Even when she is able to communicate her general needs to the world, the world communicates back to her in complicated ways. While she is capable of ordering what she wants, there are often questions that come out of the blue that make no sense to her. For example, she may be asked questions like, "Do you want to make a donation to ___", Do you want that made with whole milk, skim milk or 2%?" "Do you have our rewards card?" People generally speak quickly and there is a good chance that while they were asking her a question she was talking about her purple friend, "Barney." After all, she put in her order. She was done. There is no concept that this is a two-way communication. Even if she was aware, she couldn't answer the questions that come at her because we cannot necessarily know the options that she would be asked, in order to teach her the correct response.

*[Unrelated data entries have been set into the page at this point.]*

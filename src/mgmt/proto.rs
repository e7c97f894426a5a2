//! Wire codec for the management protocol
//!
//! The protocol exchanges *sentences*: sequences of length-prefixed words
//! terminated by an empty word. Word lengths use a variable-width prefix
//! (1-5 bytes, high bits of the first byte select the width). Replies
//! start with a control word (`!re` data row, `!done` end of reply,
//! `!trap` command error, `!fatal` connection error) followed by
//! `=key=value` attribute words.

use std::collections::HashMap;
use std::io;

use tokio::io::{AsyncRead, AsyncReadExt, AsyncWrite, AsyncWriteExt};

/// Upper bound on a single word; anything larger is a corrupt stream.
const MAX_WORD_LEN: u32 = 4 * 1024 * 1024;

/// Encode a word length into its variable-width prefix.
pub fn encode_length(len: u32) -> Vec<u8> {
    match len {
        0..=0x7F => vec![len as u8],
        0x80..=0x3FFF => {
            let v = len | 0x8000;
            vec![(v >> 8) as u8, v as u8]
        }
        0x4000..=0x1F_FFFF => {
            let v = len | 0xC0_0000;
            vec![(v >> 16) as u8, (v >> 8) as u8, v as u8]
        }
        0x20_0000..=0xFFF_FFFF => {
            let v = len | 0xE000_0000;
            vec![(v >> 24) as u8, (v >> 16) as u8, (v >> 8) as u8, v as u8]
        }
        _ => {
            let mut out = vec![0xF0];
            out.extend_from_slice(&len.to_be_bytes());
            out
        }
    }
}

/// Read a variable-width word length prefix.
pub async fn read_length<R>(reader: &mut R) -> io::Result<u32>
where
    R: AsyncRead + Unpin,
{
    let first = reader.read_u8().await?;

    let len = if first & 0x80 == 0 {
        first as u32
    } else if first & 0xC0 == 0x80 {
        let b = reader.read_u8().await?;
        (((first & !0xC0) as u32) << 8) | b as u32
    } else if first & 0xE0 == 0xC0 {
        let mut rest = [0u8; 2];
        reader.read_exact(&mut rest).await?;
        (((first & !0xE0) as u32) << 16) | ((rest[0] as u32) << 8) | rest[1] as u32
    } else if first & 0xF0 == 0xE0 {
        let mut rest = [0u8; 3];
        reader.read_exact(&mut rest).await?;
        (((first & !0xF0) as u32) << 24)
            | ((rest[0] as u32) << 16)
            | ((rest[1] as u32) << 8)
            | rest[2] as u32
    } else if first == 0xF0 {
        let mut rest = [0u8; 4];
        reader.read_exact(&mut rest).await?;
        u32::from_be_bytes(rest)
    } else {
        return Err(io::Error::new(
            io::ErrorKind::InvalidData,
            format!("invalid length prefix byte: {first:#04x}"),
        ));
    };

    if len > MAX_WORD_LEN {
        return Err(io::Error::new(
            io::ErrorKind::InvalidData,
            format!("word length {len} exceeds protocol maximum"),
        ));
    }

    Ok(len)
}

/// Write one sentence: each word length-prefixed, then the empty terminator.
pub async fn write_sentence<W>(writer: &mut W, words: &[&str]) -> io::Result<()>
where
    W: AsyncWrite + Unpin,
{
    for word in words {
        writer.write_all(&encode_length(word.len() as u32)).await?;
        writer.write_all(word.as_bytes()).await?;
    }
    writer.write_all(&[0]).await?;
    writer.flush().await?;

    Ok(())
}

/// Read words until the empty terminator word.
pub async fn read_sentence<R>(reader: &mut R) -> io::Result<Vec<String>>
where
    R: AsyncRead + Unpin,
{
    let mut words = Vec::new();

    loop {
        let len = read_length(reader).await?;
        if len == 0 {
            return Ok(words);
        }

        let mut buf = vec![0u8; len as usize];
        reader.read_exact(&mut buf).await?;

        let word = String::from_utf8(buf)
            .map_err(|_| io::Error::new(io::ErrorKind::InvalidData, "word is not valid UTF-8"))?;
        words.push(word);
    }
}

/// Control word opening a reply sentence.
#[derive(Debug, Clone, Copy, PartialEq, Eq)]
pub enum ReplyWord {
    /// One data row
    Re,
    /// End of reply
    Done,
    /// Command-level error (the session stays usable)
    Trap,
    /// Connection-level error (the session is dead)
    Fatal,
}

/// One parsed reply sentence: control word plus `=key=value` attributes.
#[derive(Debug, Clone)]
pub struct Sentence {
    pub reply: ReplyWord,
    pub attributes: HashMap<String, String>,
}

impl Sentence {
    pub fn attr(&self, key: &str) -> Option<&str> {
        self.attributes.get(key).map(String::as_str)
    }
}

/// Parse the words of one reply sentence.
pub fn parse_reply(words: Vec<String>) -> io::Result<Sentence> {
    let mut iter = words.into_iter();

    let reply = match iter.next().as_deref() {
        Some("!re") => ReplyWord::Re,
        Some("!done") => ReplyWord::Done,
        Some("!trap") => ReplyWord::Trap,
        Some("!fatal") => ReplyWord::Fatal,
        other => {
            return Err(io::Error::new(
                io::ErrorKind::InvalidData,
                format!("unexpected reply word: {other:?}"),
            ));
        }
    };

    let mut attributes = HashMap::new();
    for word in iter {
        // Attribute words look like "=key=value"; anything else (API
        // attributes like ".tag=") is irrelevant to us and skipped.
        if let Some(rest) = word.strip_prefix('=')
            && let Some((key, value)) = rest.split_once('=')
        {
            attributes.insert(key.to_string(), value.to_string());
        }
    }

    Ok(Sentence { reply, attributes })
}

And this is just a restaurant! Add in the rest of her day and all of the communication that has to take place in order to be a part of the social scene and it's overwhelming. Is it really any wonder that meltdowns occur? Or that she escapes into the familiar scripts from Barney, Sesame Street or Wee Sing? Or that when we go to the mall she wants to go into the same stores in the same order?
It's amazing that she is as happy as she is. That she continues to work at socializing at all. That she navigates through a confusing world as well as she does.
We will continue to do our best to give her tools to communicate. Going back to the same places is helpful - she gets to know the menus, the staff get to know her, understand her, and come to a comfort level communicating with her. On top of that, we truly do not know what she is capable of or what she really understands so it is important that we continue to work on the proper use of pronouns, getting her to listen to others and try to answer questions. We also never know when she will meet up with some wonderful person who will work to understand her so that she can be independent in her interaction. We love those situations.
Communication challenges. It's what we live.